◆ ASSIGNED TASK ◆
Print the records below word for word, beginning with the first line and ending once the line containing "pub use flat::FlatCurve;" is printed.
Segment Start: GIVEN DATA
//! Dated curves for discounting, rate forecasting and FX forwards.
//!
//! This module provides:
//! - [`FlatCurve`]: constant continuously-compounded rate anchored at a date
//! - [`FxForwardCurve`]: covered-interest-parity FX forwards from two curves

mod flat;
mod fx;

pub use flat::FlatCurve;
pub use fx::FxForwardCurve;
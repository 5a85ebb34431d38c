//! Bidirectional LSTM encoder.
//!
//! Shape transitions (`S` source positions, `B` batch, `E` embedding width,
//! `H` hidden size):
//!
//! ```text
//! tokens [S, B] --embed--> [S, B, E] --bilstm--> [S, B, 2H]
//!   |-- features  = W_f · bilstm        [S, B, 2H]  (position-major, cached)
//!   |-- outputs   = batch_major(bilstm)  [B, S, 2H]
//!   `-- state     = relu(W_h · [h_fwd; h_bwd]), relu(W_c · [c_fwd; c_bwd])  [B, H] each
//! ```
//!
//! The feature projection is computed once per source sequence and reused by
//! every decode step.

use std::fmt;
use std::sync::Arc;

use attention::layout;
use candle_core::{DType, Tensor, Var};
use embedding::{TokenEmbedding, TokenEmbeddingConfig};
use layers::{
    activations::{builtin, Activation, ActivationKind},
    dtypes::PrecisionPolicy,
    linear::{Linear, LinearConfig, LinearInit, LinearLayer},
    lstm::{BiLstm, LstmConfig, LstmState},
};

use crate::{config::SummarizerConfig, error::Result};

/// Everything the decoder needs from one encoded batch.
#[derive(Debug, Clone)]
pub struct EncoderOutput {
    /// Per-position bidirectional outputs, `[B, S, 2H]`.
    pub outputs: Tensor,
    /// Cached projection of the outputs, `[S, B, 2H]`.
    pub features: Tensor,
    /// Source ids, `[B, S]` as `u32`.
    pub source_ids: Tensor,
    /// Reduced state the decoder starts from, `(h, c)` each `[B, H]`.
    pub initial_state: LstmState,
}

impl EncoderOutput {
    pub fn source_len(&self) -> usize {
        self.features.dims()[0]
    }

    pub fn batch_size(&self) -> usize {
        self.features.dims()[1]
    }
}

pub struct Encoder {
    hidden_size: usize,
    embedding: TokenEmbedding,
    lstm: BiLstm,
    features: Linear,
    reduce_hidden: Linear,
    reduce_cell: Linear,
    relu: Arc<dyn Activation>,
    policy: PrecisionPolicy,
}

impl fmt::Debug for Encoder {
    fn fmt(&self, f: &mut fmt::Formatter<'_>) -> fmt::Result {
        f.debug_struct("Encoder")
            .field("hidden_size", &self.hidden_size)
            .field("lstm", self.lstm.config())
            .finish()
    }
}

impl Encoder {
    pub fn new(config: &SummarizerConfig) -> Result<Self> {
        let hidden = config.hidden_size;
        let width = config.feature_dim();
        let device = &config.device;
        let dtype = config.dtype;

        let embedding = TokenEmbedding::new(TokenEmbeddingConfig {
            vocab_size: config.vocab_size,
            hidden_dim: config.embedding_dim,
            dtype,
            device: device.clone(),
        })?;
        let lstm = BiLstm::new(LstmConfig::new(config.embedding_dim, hidden), device, dtype)?;
        let init = LinearInit::XavierUniform;
        let features = Linear::with_init(LinearConfig::new(width, width), &init, device, dtype)?;
        let reduce_hidden =
            Linear::with_init(LinearConfig::new(width, hidden), &init, device, dtype)?;
        let reduce_cell = Linear::with_init(LinearConfig::new(width, hidden), &init, device, dtype)?;

        Ok(Self {
            hidden_size: hidden,
            embedding,
            lstm,
            features,
            reduce_hidden,
            reduce_cell,
            relu: builtin(ActivationKind::Relu),
            policy: PrecisionPolicy::from_parameter_dtype(dtype),
        })
    }

    /// Encodes `tokens: [S, B]`.
    pub fn encode(&self, tokens: &Tensor) -> Result<EncoderOutput> {
        let embedded = self.embedding.forward(tokens)?;
        let scanned = self.lstm.run(&embedded)?;
        let features = self.features.forward(&scanned.outputs, &self.policy)?;

        let h = self.reduce(
            &self.reduce_hidden,
            &scanned.forward_final.h,
            &scanned.backward_final.h,
        )?;
        let c = self.reduce(
            &self.reduce_cell,
            &scanned.forward_final.c,
            &scanned.backward_final.c,
        )?;

        let (source_len, batch) = tokens.dims2()?;
        log::debug!(
            "encoded source_len={} batch={} hidden={}",
            source_len,
            batch,
            self.hidden_size
        );

        Ok(EncoderOutput {
            outputs: layout::batch_major(&scanned.outputs)?,
            features,
            source_ids: layout::rows_per_batch(&tokens.to_dtype(DType::U32)?)?,
            initial_state: LstmState::new(h, c),
        })
    }

    /// `[B, H]` forward and backward halves to a non-negative `[B, H]` decoder state.
    fn reduce(&self, proj: &Linear, forward: &Tensor, backward: &Tensor) -> Result<Tensor> {
        let joined = Tensor::cat(&[forward, backward], 1)?;
        let projected = proj.forward(&joined, &self.policy)?;
        Ok(self.relu.forward(&projected, &self.policy)?)
    }

    pub fn parameter_count(&self) -> usize {
        self.embedding.parameter_count()
            + self.lstm.parameter_count()
            + self.features.parameter_count()
            + self.reduce_hidden.parameter_count()
            + self.reduce_cell.parameter_count()
    }

    pub fn named_parameters(&self, scope: &str) -> Vec<(String, Var)> {
        let mut params = self.embedding.named_parameters(&format!("{scope}.embedding"));
        params.extend(self.lstm.named_parameters(&format!("{scope}.lstm")));
        params.extend(self.features.named_parameters(&format!("{scope}.features")));
        params.extend(self.reduce_hidden.named_parameters(&format!("{scope}.reduce_hidden")));
        params.extend(self.reduce_cell.named_parameters(&format!("{scope}.reduce_cell")));
        params
    }
}
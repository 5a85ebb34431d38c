//! Named layout transitions used at component boundaries.
//!
//! The encoder works position-major (`[positions, batch, ..]`, the order in
//! which the recurrent scan visits the sequence) while batched reductions want
//! batch-major operands. Every reshape between the two lives here so call
//! sites read as the contract they implement.

use candle_core::{Result, Tensor};

/// `[positions, batch, F]` to `[batch, positions, F]`.
pub fn batch_major(sequence: &Tensor) -> Result<Tensor> {
    sequence.transpose(0, 1)?.contiguous()
}

/// `[positions, batch]` to `[batch, positions]`.
pub fn rows_per_batch(per_position: &Tensor) -> Result<Tensor> {
    per_position.t()?.contiguous()
}

/// `[batch, F]` repeated for each source position: `[positions, batch, F]`.
pub fn broadcast_over_positions(per_batch: &Tensor, positions: usize) -> Result<Tensor> {
    let (batch, width) = per_batch.dims2()?;
    per_batch
        .unsqueeze(0)?
        .broadcast_as((positions, batch, width))
}

/// One scalar per position as a width-1 feature: `[positions, batch, 1]`.
pub fn scalar_features(per_position: &Tensor) -> Result<Tensor> {
    per_position.unsqueeze(2)
}

/// Attention weights as one row vector per batch element: `[batch, 1, positions]`.
pub fn weight_rows(weights: &Tensor) -> Result<Tensor> {
    rows_per_batch(weights)?.unsqueeze(1)
}

#[cfg(test)]
mod tests {
    use super::*;
    use candle_core::{DType, Device};

    #[test]
    fn batch_major_swaps_leading_axes() -> Result<()> {
        let data: Vec<f32> = (0..12).map(|v| v as f32).collect();
        let seq = Tensor::from_vec(data, (3, 2, 2), &Device::Cpu)?;
        let swapped = batch_major(&seq)?;
        assert_eq!(swapped.dims(), &[2, 3, 2]);
        // position 2, batch 1 -> batch 1, position 2
        assert_eq!(
            swapped.get(1)?.get(2)?.to_vec1::<f32>()?,
            seq.get(2)?.get(1)?.to_vec1::<f32>()?
        );
        Ok(())
    }

    #[test]
    fn weight_rows_transpose_positions_into_the_last_axis() -> Result<()> {
        let data = vec![0.1f32, 0.9, 0.2, 0.05, 0.7, 0.05];
        let weights = Tensor::from_vec(data, (3, 2), &Device::Cpu)?;
        let rows = weight_rows(&weights)?;
        assert_eq!(rows.dims(), &[2, 1, 3]);
        assert_eq!(rows.get(0)?.get(0)?.to_vec1::<f32>()?, vec![0.1, 0.2, 0.7]);
        assert_eq!(rows.get(1)?.get(0)?.to_vec1::<f32>()?, vec![0.9, 0.05, 0.05]);
        Ok(())
    }

    #[test]
    fn broadcast_repeats_each_batch_row() -> Result<()> {
        let per_batch = Tensor::ones((2, 4), DType::F32, &Device::Cpu)?;
        let spread = broadcast_over_positions(&per_batch, 5)?;
        assert_eq!(spread.dims(), &[5, 2, 4]);
        let coverage = Tensor::zeros((5, 2), DType::F32, &Device::Cpu)?;
        assert_eq!(scalar_features(&coverage)?.dims(), &[5, 2, 1]);
        Ok(())
    }
}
Segment End: GIVEN DATA
◆ RESULT FOR THIS TASK ◆
//! Dated curves for discounting, rate forecasting and FX forwards.
//!
//! This module provides:
//! - [`FlatCurve`]: constant continuously-compounded rate anchored at a date
//! - [`FxForwardCurve`]: covered-interest-parity FX forwards from two curves

mod flat;
mod fx;

pub use flat::FlatCurve;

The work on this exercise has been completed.